## Stored data
################

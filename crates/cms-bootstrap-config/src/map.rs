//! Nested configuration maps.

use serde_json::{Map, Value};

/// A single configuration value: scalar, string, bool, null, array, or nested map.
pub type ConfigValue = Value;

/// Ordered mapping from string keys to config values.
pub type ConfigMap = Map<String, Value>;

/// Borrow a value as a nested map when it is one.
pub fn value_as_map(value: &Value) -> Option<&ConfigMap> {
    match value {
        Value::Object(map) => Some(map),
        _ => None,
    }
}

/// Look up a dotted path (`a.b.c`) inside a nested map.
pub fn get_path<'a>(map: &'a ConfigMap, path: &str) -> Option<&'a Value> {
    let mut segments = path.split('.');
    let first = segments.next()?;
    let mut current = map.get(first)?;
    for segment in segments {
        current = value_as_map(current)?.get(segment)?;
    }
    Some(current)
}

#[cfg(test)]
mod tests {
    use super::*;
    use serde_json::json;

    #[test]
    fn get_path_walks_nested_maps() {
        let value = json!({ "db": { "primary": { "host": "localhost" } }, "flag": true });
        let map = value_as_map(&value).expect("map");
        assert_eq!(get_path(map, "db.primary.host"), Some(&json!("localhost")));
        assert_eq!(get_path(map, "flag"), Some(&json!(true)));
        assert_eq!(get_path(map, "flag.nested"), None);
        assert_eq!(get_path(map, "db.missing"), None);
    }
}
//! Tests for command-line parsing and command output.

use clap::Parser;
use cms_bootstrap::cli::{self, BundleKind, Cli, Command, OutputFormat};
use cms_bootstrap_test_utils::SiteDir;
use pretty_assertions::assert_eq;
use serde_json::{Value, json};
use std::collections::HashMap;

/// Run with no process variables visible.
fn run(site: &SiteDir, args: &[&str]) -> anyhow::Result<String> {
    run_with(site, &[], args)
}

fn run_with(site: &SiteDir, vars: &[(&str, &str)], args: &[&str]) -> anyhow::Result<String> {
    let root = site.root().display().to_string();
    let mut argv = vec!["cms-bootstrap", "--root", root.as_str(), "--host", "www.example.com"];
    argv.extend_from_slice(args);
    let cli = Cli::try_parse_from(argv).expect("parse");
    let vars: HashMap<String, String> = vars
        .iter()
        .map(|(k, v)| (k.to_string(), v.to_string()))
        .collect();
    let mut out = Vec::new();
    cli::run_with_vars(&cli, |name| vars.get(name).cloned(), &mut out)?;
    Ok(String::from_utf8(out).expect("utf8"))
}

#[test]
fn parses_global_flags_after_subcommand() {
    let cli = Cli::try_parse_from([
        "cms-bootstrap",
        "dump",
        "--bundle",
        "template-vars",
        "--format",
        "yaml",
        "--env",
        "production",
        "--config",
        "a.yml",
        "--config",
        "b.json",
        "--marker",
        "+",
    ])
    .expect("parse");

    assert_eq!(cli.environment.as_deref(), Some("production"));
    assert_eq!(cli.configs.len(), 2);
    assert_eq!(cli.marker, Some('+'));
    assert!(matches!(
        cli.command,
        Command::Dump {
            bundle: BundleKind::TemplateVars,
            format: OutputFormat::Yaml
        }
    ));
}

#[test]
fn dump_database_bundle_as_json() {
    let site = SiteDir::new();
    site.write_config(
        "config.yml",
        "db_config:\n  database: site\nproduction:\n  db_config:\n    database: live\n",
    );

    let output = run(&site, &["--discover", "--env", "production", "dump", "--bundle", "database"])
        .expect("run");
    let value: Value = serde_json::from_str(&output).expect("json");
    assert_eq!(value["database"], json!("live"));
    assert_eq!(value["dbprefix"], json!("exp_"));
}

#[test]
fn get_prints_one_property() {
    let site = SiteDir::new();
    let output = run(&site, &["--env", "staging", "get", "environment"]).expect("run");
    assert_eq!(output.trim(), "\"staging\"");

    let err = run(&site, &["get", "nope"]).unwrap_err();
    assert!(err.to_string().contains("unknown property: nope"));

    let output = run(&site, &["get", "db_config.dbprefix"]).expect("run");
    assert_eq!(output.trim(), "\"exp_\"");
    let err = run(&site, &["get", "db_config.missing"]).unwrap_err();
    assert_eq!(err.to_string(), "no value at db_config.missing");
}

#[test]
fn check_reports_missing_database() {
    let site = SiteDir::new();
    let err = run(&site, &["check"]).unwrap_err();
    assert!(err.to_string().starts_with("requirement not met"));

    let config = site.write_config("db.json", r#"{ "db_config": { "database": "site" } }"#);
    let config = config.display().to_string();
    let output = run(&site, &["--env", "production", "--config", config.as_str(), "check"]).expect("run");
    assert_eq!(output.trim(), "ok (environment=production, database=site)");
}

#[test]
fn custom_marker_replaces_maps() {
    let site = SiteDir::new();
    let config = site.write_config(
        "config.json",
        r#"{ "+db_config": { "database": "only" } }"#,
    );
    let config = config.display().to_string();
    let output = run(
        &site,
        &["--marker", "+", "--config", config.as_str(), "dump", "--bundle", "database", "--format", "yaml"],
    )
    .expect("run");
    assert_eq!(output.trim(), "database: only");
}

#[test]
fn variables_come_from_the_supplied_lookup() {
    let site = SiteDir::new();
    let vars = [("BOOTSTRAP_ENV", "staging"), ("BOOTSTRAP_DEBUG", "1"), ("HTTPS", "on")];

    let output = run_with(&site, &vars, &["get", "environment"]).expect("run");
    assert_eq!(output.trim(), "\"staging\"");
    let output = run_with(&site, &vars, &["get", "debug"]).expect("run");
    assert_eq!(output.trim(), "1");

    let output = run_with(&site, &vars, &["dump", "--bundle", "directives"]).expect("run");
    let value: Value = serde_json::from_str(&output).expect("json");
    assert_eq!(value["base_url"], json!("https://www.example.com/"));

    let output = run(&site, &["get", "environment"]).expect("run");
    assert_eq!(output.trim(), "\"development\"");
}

################

## Exercise objective
Copy every entry exactly; no part may be left out.

## Output for this exercise
filename crates/cms-bootstrap-config/src/map.rs
//! Nested configuration maps.

use serde_json::{Map, Value};

/// A single configuration value: scalar, string, bool, null, array, or nested map.
pub type ConfigValue = Value;

/// Ordered mapping from string keys to config values.
pub type ConfigMap = Map<String, Value>;

/// Borrow a value as a nested map when it is one.
pub fn value_as_map(value: &Value) -> Option<&ConfigMap> {
    match value {
        Value::Object(map) => Some(map),
        _ => None,
    }
}

/// Look up a dotted path (`a.b.c`) inside a nested map.
pub fn get_path<'a>(map: &'a ConfigMap, path: &str) -> Option<&'a Value> {
    let mut segments = path.split('.');
    let first = segments.next()?;
    let mut current = map.get(first)?;
    for segment in segments {
        current = value_as_map(current)?.get(segment)?;
    }
    Some(current)
}

#[cfg(test)]
mod tests {
    use super::*;
    use serde_json::json;

    #[test]
    fn get_path_walks_nested_maps() {
        let value = json!({ "db": { "primary": { "host": "localhost" } }, "flag": true });
        let map = value_as_map(&value).expect("map");
        assert_eq!(get_path(map, "db.primary.host"), Some(&json!("localhost")));
        assert_eq!(get_path(map, "flag"), Some(&json!(true)));
        assert_eq!(get_path(map, "flag.nested"), None);
        assert_eq!(get_path(map, "db.missing"), None);
    }
}
//! Tests for command-line parsing and command output.

use clap::Parser;
use cms_bootstrap::cli::{self, BundleKind, Cli, Command, OutputFormat};
use cms_bootstrap_test_utils::SiteDir;
use pretty_assertions::assert_eq;
use serde_json::{Value, json};
use std::collections::HashMap;

/// Run with no process variables visible.
fn run(site: &SiteDir, args: &[&str]) -> anyhow::Result<String> {
    run_with(site, &[], args)
}

fn run_with(site: &SiteDir, vars: &[(&str, &str)], args: &[&str]) -> anyhow::Result<String> {
    let root = site.root().display().to_string();
    let mut argv = vec!["cms-bootstrap", "--root", root.as_str(), "--host", "www.example.com"];
    argv.extend_from_slice(args);
    let cli = Cli::try_parse_from(argv).expect("parse");
    let vars: HashMap<String, String> = vars
        .iter()
        .map(|(k, v)| (k.to_string(), v.to_string()))
        .collect();
    let mut out = Vec::new();
    cli::run_with_vars(&cli, |name| vars.get(name).cloned(), &mut out)?;
    Ok(String::from_utf8(out).expect("utf8"))
}

#[test]
fn parses_global_flags_after_subcommand() {
    let cli = Cli::try_parse_from([
        "cms-bootstrap",
        "dump",
        "--bundle",
        "template-vars",
        "--format",
        "yaml",
        "--env",
        "production",
        "--config",
        "a.yml",
        "--config",
        "b.json",
        "--marker",
        "+",
    ])
    .expect("parse");

    assert_eq!(cli.environment.as_deref(), Some("production"));
    assert_eq!(cli.configs.len(), 2);
    assert_eq!(cli.marker, Some('+'));
    assert!(matches!(
        cli.command,
        Command::Dump {
            bundle: BundleKind::TemplateVars,
            format: OutputFormat::Yaml
        }
    ));
}

#[test]
fn dump_database_bundle_as_json() {
    let site = SiteDir::new();
    site.write_config(
        "config.yml",
        "db_config:\n  database: site\nproduction:\n  db_config:\n    database: live\n",
    );

    let output = run(&site, &["--discover", "--env", "production", "dump", "--bundle", "database"])
        .expect("run");
    let value: Value = serde_json::from_str(&output).expect("json");
    assert_eq!(value["database"], json!("live"));
    assert_eq!(value["dbprefix"], json!("exp_"));
}

#[test]
fn get_prints_one_property() {
    let site = SiteDir::new();
    let output = run(&site, &["--env", "staging", "get", "environment"]).expect("run");
    assert_eq!(output.trim(), "\"staging\"");

    let err = run(&site, &["get", "nope"]).unwrap_err();
    assert!(err.to_string().contains("unknown property: nope"));

    let output = run(&site, &["get", "db_config.dbprefix"]).expect("run");
    assert_eq!(output.trim(), "\"exp_\"");
    let err = run(&site, &["get", "db_config.missing"]).unwrap_err();
    assert_eq!(err.to_string(), "no value at db_config.missing");
}

#[test]
fn check_reports_missing_database() {
    let site = SiteDir::new();
    let err = run(&site, &["check"]).unwrap_err();
    assert!(err.to_string().starts_with("requirement not met"));

    let config = site.write_config("db.json", r#"{ "db_config": { "database": "site" } }"#);
    let config = config.display().to_string();
    let output = run(&site, &["--env", "production", "--config", config.as_str(), "check"]).expect("run");
    assert_eq!(output.trim(), "ok (environment=production, database=site)");
}

#[test]
fn custom_marker_replaces_maps() {
    let site = SiteDir::new();
    let config = site.write_config(
        "config.json",
        r#"{ "+db_config": { "database": "only" } }"#,
    );
    let config = config.display().to_string();
    let output = run(
        &site,
        &["--marker", "+", "--config", config.as_str(), "dump", "--bundle", "database", "--format", "yaml"],
    )
    .expect("run");
    assert_eq!(output.trim(), "database: only");
}

#[test]
fn variables_come_from_the_supplied_lookup() {
    let site = SiteDir::new();
    let vars = [("BOOTSTRAP_ENV", "staging"), ("BOOTSTRAP_DEBUG", "1"), ("HTTPS", "on")];

    let output = run_with(&site, &vars, &["get", "environment"]).expect("run");
    assert_eq!(output.trim(), "\"staging\"");
    let output = run_with(&site, &vars, &["get", "debug"]).expect("run");
    assert_eq!(output.trim(), "1");

    let output = run_with(&site, &vars, &["dump", "--bundle", "directives"]).expect("run");
    let value: Value = serde_json::from_str(&output).expect("json");
    assert_eq!(value["base_url"], json!("https://www.example.com/"));

    let output = run(&site, &["get", "environment"]).expect("run");
    assert_eq!(output.trim(), "\"development\"");
}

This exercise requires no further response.